Il est parfois ajouté, comme pour renforcer l’argument dont nous venons de démontrer la faiblesse, que l’empiètement serait minime, pour le comparer au débordement d’une simple corniche ou d’une toiture (objet des litiges que la Cour de cassation a eu à connaître dans les arrêts précités). Il nous semble que cette approche est encore trompeuse car l’édification d’un ouvrage d’isolation, sur 35 cm d’épaisseur et plusieurs mètres de hauteur et de longueur, représente un volume pouvant atteindre plusieurs mètres cubes. En ce sens, l’empiètement que réalise le surplomb, aérien ou au sol, pour isolation du bâtiment est sans commune mesure avec le simple débordement d’un chéneau, d’une corniche ou d’un câble.

C’est d’ailleurs pourquoi le législateur a prévu un régime très particulier devant permettre d’encadrer la construction, d’une part, et de mettre fin, unilatéralement, à l’empiètement d’autre part ; ce régime conduit d’ailleurs, selon nous, à douter davantage de la qualification de servitude et non qu’à renforcer cette thèse (v. infra).

Aussi, en raison de l’empiètement que le droit de surplomb emporte, il nous semble difficile d’écarter l’objection relative à la qualification de servitude, nonobstant les deux arrêts de la Cour de cassation précités.

• Le droit de surplomb peut prendre fin du fait de la seule volonté du propriétaire de ce qui serait un fonds servant, dès lors qu’il décide d’édifier sur son fonds en limite de propriété (CCH, art.
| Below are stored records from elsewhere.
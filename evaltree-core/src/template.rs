//! Expression Templates
//!
//! A serde description of an expression tree, typically loaded from JSON:
//!
//! ```json
//! {"op": "gt", "children": [
//!     {"op": "intlink", "role": "A", "attribute": "x"},
//!     {"op": "int", "value": 5}
//! ]}
//! ```
//!
//! Building a template resolves every node through an
//! [`OperatorRegistry`] using the operator name and the result types of the
//! already built children.

use serde::{Deserialize, Serialize};

use crate::error::Result;
use crate::graph::{ExprArena, NodeId};
use crate::ops::signature::OperatorRegistry;

/// A constant in a template.
#[derive(Debug, Clone, Copy, PartialEq, Eq, Serialize, Deserialize)]
#[serde(untagged)]
pub enum Literal {
    Bool(bool),
    Int(i64),
}

/// One node of an expression template.
#[derive(Debug, Clone, PartialEq, Eq, Serialize, Deserialize)]
pub struct ExprTemplate {
    pub op: String,
    #[serde(default, skip_serializing_if = "Option::is_none")]
    pub value: Option<Literal>,
    #[serde(default, skip_serializing_if = "Option::is_none")]
    pub role: Option<String>,
    #[serde(default, skip_serializing_if = "Option::is_none")]
    pub attribute: Option<String>,
    #[serde(default, skip_serializing_if = "Vec::is_empty")]
    pub children: Vec<ExprTemplate>,
}

impl ExprTemplate {
    pub fn op(name: impl Into<String>) -> Self {
        Self {
            op: name.into(),
            value: None,
            role: None,
            attribute: None,
            children: Vec::new(),
        }
    }

    pub fn with_value(mut self, value: Literal) -> Self {
        self.value = Some(value);
        self
    }

    pub fn with_role(mut self, role: impl Into<String>) -> Self {
        self.role = Some(role.into());
        self
    }

    pub fn with_attribute(mut self, attribute: impl Into<String>) -> Self {
        self.attribute = Some(attribute.into());
        self
    }

    pub fn with_child(mut self, child: ExprTemplate) -> Self {
        self.children.push(child);
        self
    }

    pub fn from_json(json: &str) -> Result<Self> {
        Ok(serde_json::from_str(json)?)
    }

    pub fn to_json(&self) -> Result<String> {
        Ok(serde_json::to_string(self)?)
    }

    /// Build the template as a fresh, unattached tree in `arena`.
    ///
    /// On failure every node built so far is released again.
    pub fn build(&self, registry: &OperatorRegistry, arena: &mut ExprArena) -> Result<NodeId> {
        let mut children = Vec::with_capacity(self.children.len());
        for child in &self.children {
            match child.build(registry, arena) {
                Ok(id) => children.push(id),
                Err(err) => {
                    discard_all(arena, &children);
                    return Err(err);
                }
            }
        }

        let built = children
            .iter()
            .map(|&c| arena.node(c).map(|node| node.op().result_type()))
            .collect::<Result<Vec<_>>>()
            .and_then(|types| {
                let constructor = registry.lookup(&self.op, &types)?;
                let op = constructor(self)?;
                arena.add(op, &children)
            });
        if built.is_err() {
            discard_all(arena, &children);
        }
        built
    }
}

fn discard_all(arena: &mut ExprArena, roots: &[NodeId]) {
    for &root in roots {
        if let Err(err) = arena.discard_tree(root) {
            tracing::debug!(root = %root, error = %err, "could not discard partial tree");
        }
    }
}

#[cfg(test)]
mod tests {
    use super::*;
    use crate::error::EvalError;
    use crate::graph::GraphIdAllocator;
    use crate::value::Fuzzy;

    const GT: &str = r#"{
        "op": "gt",
        "children": [
            {"op": "intlink", "role": "A", "attribute": "x"},
            {"op": "int", "value": 5}
        ]
    }"#;

    #[test]
    fn parse_template() {
        let template = ExprTemplate::from_json(GT).unwrap();
        assert_eq!(template.op, "gt");
        assert_eq!(template.children.len(), 2);
        assert_eq!(template.children[1].value, Some(Literal::Int(5)));
        assert_eq!(template.children[0].role.as_deref(), Some("A"));
    }

    #[test]
    fn build_resolves_operators_by_child_types() {
        let registry = OperatorRegistry::standard();
        let mut arena = ExprArena::new(GraphIdAllocator::new());
        let root = ExprTemplate::from_json(GT)
            .unwrap()
            .build(&registry, &mut arena)
            .unwrap();

        let node = arena.node(root).unwrap();
        assert_eq!(node.info(false), "gt");
        assert_eq!(node.children().len(), 2);
        assert_eq!(arena.len(), 3);
    }

    #[test]
    fn failed_build_releases_partial_tree() {
        let registry = OperatorRegistry::standard();
        let mut arena = ExprArena::new(GraphIdAllocator::new());
        let template = ExprTemplate::op("and")
            .with_child(ExprTemplate::op("fuzzy").with_value(Literal::Bool(true)))
            .with_child(ExprTemplate::op("int").with_value(Literal::Int(1)));

        let err = template.build(&registry, &mut arena).unwrap_err();
        assert!(matches!(err, EvalError::UnknownOperator(_)));
        assert!(arena.is_empty());
    }

    #[test]
    fn fuzzy_literals_accept_bool_and_degree() {
        let registry = OperatorRegistry::standard();
        let mut arena = ExprArena::new(GraphIdAllocator::new());
        let yes = ExprTemplate::op("fuzzy").with_value(Literal::Bool(true));
        let half = ExprTemplate::op("fuzzy").with_value(Literal::Int(0));

        let yes = yes.build(&registry, &mut arena).unwrap();
        let half = half.build(&registry, &mut arena).unwrap();
        assert_eq!(arena.value(yes).and_then(|v| v.as_fuzzy()), Some(Fuzzy::TRUE));
        assert_eq!(arena.value(half).and_then(|v| v.as_fuzzy()), Some(Fuzzy::new(0)));
    }

    #[test]
    fn round_trips_through_json() {
        let template = ExprTemplate::from_json(GT).unwrap();
        let json = template.to_json().unwrap();
        assert!(!json.contains("null"));
        assert_eq!(ExprTemplate::from_json(&json).unwrap(), template);
    }
}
L. 113-5-1, IV). Or, l’article 701 du code civil interdit explicitement au fonds servant ne serait-ce que de diminuer l’usage de la servitude ou de le rendre plus incommode : « il ne peut changer l’état des lieux ».

Certes, l’alinéa 3 de l’article 701 du code civil permet au propriétaire du fonds servant d’envisager une modification de la servitude. Néanmoins, le mécanisme tient en une substitution, un remplacement ou un déplacement de celle-ci et non en sa suppression pure et simple. Or, précisément, en matière de surplomb, aucune substitution n’est prévue par la loi en faveur du propriétaire du bâtiment isolé. Il a pu être objecté à cet argument que le propriétaire du prétendu fonds servant ne pouvait que supprimer l’isolation pour les besoins d’une construction en limite séparative (CCH, art. L. 113-5-1, IV), et qu’en conséquence cette construction jouerait le rôle de l’isolant déposé. Un tel rattachement revient toutefois à présumer que la construction du propriétaire du prétendu fonds servant assurera le même rôle que l’isolation thermique déposée. C’est une erreur : un tel encadrement n’est pas du tout prévu par le texte. L’isolant thermique par l’extérieur sera déposé pour les besoins de la construction édifiée en limite de propriété, peu importe que cette construction nouvelle isole totalement ou partiellement le bâtiment voisin. Le texte n’impose pas une telle qualité à la construction envisagée, qui n’aurait d’ailleurs pas besoin d’être aussi haute que l’immeuble voisin pour emporter la dépose de l’isolant thermique.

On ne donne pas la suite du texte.